Dataset extract Start Marker
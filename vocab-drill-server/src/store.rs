use std::collections::HashMap;
use std::time::{Duration, Instant};

use uuid::Uuid;

use vocab_drill_core::error::QuizError;
use vocab_drill_core::quiz::QuizSession;

/// Everything the server keeps for one client between requests.
pub struct SessionData {
	/// Parsed uploads as (file name, terms), in upload order.
	/// Replaced wholesale by each upload request.
	pub uploads: Vec<(String, Vec<String>)>,
	/// The quiz engine state.
	pub session: QuizSession,
	/// Last time this session was touched, for expiry.
	last_access: Instant,
}

impl SessionData {
	fn new() -> Self {
		Self {
			uploads: Vec::new(),
			session: QuizSession::new(),
			last_access: Instant::now(),
		}
	}
}

/// In-memory session store keyed by an opaque cookie value.
///
/// The store is held behind a `Mutex` by the server, so access to any
/// one session is serialized: two requests carrying the same identifier
/// cannot interleave their read-modify-write cycles and lose counter
/// updates.
///
/// Sessions expire after an idle TTL. An expired session is dropped and
/// surfaced as [`QuizError::SessionNotFound`], never silently
/// re-created; the client must restart the flow with a new upload.
pub struct SessionStore {
	sessions: HashMap<String, SessionData>,
	ttl: Duration,
}

impl SessionStore {
	/// Creates an empty store whose sessions expire after `ttl` of
	/// inactivity.
	pub fn new(ttl: Duration) -> Self {
		Self { sessions: HashMap::new(), ttl }
	}

	/// Creates a fresh session and returns its identifier.
	///
	/// Expired sessions are evicted here, so the store cannot grow past
	/// the set of clients seen within one TTL window.
	pub fn create(&mut self) -> String {
		self.evict_expired();

		let id = Uuid::new_v4().to_string();
		self.sessions.insert(id.clone(), SessionData::new());
		id
	}

	/// Looks up a live session and refreshes its idle timer.
	///
	/// # Errors
	/// Returns [`QuizError::SessionNotFound`] if the identifier is
	/// unknown or the session sat idle past the TTL.
	pub fn get_mut(&mut self, id: &str) -> Result<&mut SessionData, QuizError> {
		if let Some(data) = self.sessions.get(id) {
			if data.last_access.elapsed() > self.ttl {
				self.sessions.remove(id);
				return Err(QuizError::SessionNotFound);
			}
		}

		match self.sessions.get_mut(id) {
			Some(data) => {
				data.last_access = Instant::now();
				Ok(data)
			}
			None => Err(QuizError::SessionNotFound),
		}
	}

	/// Drops a session. Unknown identifiers are ignored.
	pub fn remove(&mut self, id: &str) {
		self.sessions.remove(id);
	}

	fn evict_expired(&mut self) {
		let ttl = self.ttl;
		self.sessions.retain(|_, data| data.last_access.elapsed() <= ttl);
	}
}

#[cfg(test)]
mod tests {
	use super::*;

	#[test]
	fn unknown_session_is_not_found() {
		let mut store = SessionStore::new(Duration::from_secs(60));
		assert_eq!(store.get_mut("nope").err(), Some(QuizError::SessionNotFound));
	}

	#[test]
	fn created_sessions_are_retrievable() {
		let mut store = SessionStore::new(Duration::from_secs(60));
		let id = store.create();
		assert!(store.get_mut(&id).is_ok());
	}

	#[test]
	fn expired_sessions_are_surfaced_not_recreated() {
		let mut store = SessionStore::new(Duration::from_secs(0));
		let id = store.create();
		std::thread::sleep(Duration::from_millis(5));
		assert_eq!(store.get_mut(&id).err(), Some(QuizError::SessionNotFound));
		// Still gone on the second try
		assert_eq!(store.get_mut(&id).err(), Some(QuizError::SessionNotFound));
	}

	#[test]
	fn remove_is_idempotent() {
		let mut store = SessionStore::new(Duration::from_secs(60));
		let id = store.create();
		store.remove(&id);
		store.remove(&id);
		assert_eq!(store.get_mut(&id).err(), Some(QuizError::SessionNotFound));
	}
}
Dataset extract End Marker
Please show, exactly as written, every line above that contains the word "impl".

*Exercise solution*.
impl SessionData {
impl SessionStore {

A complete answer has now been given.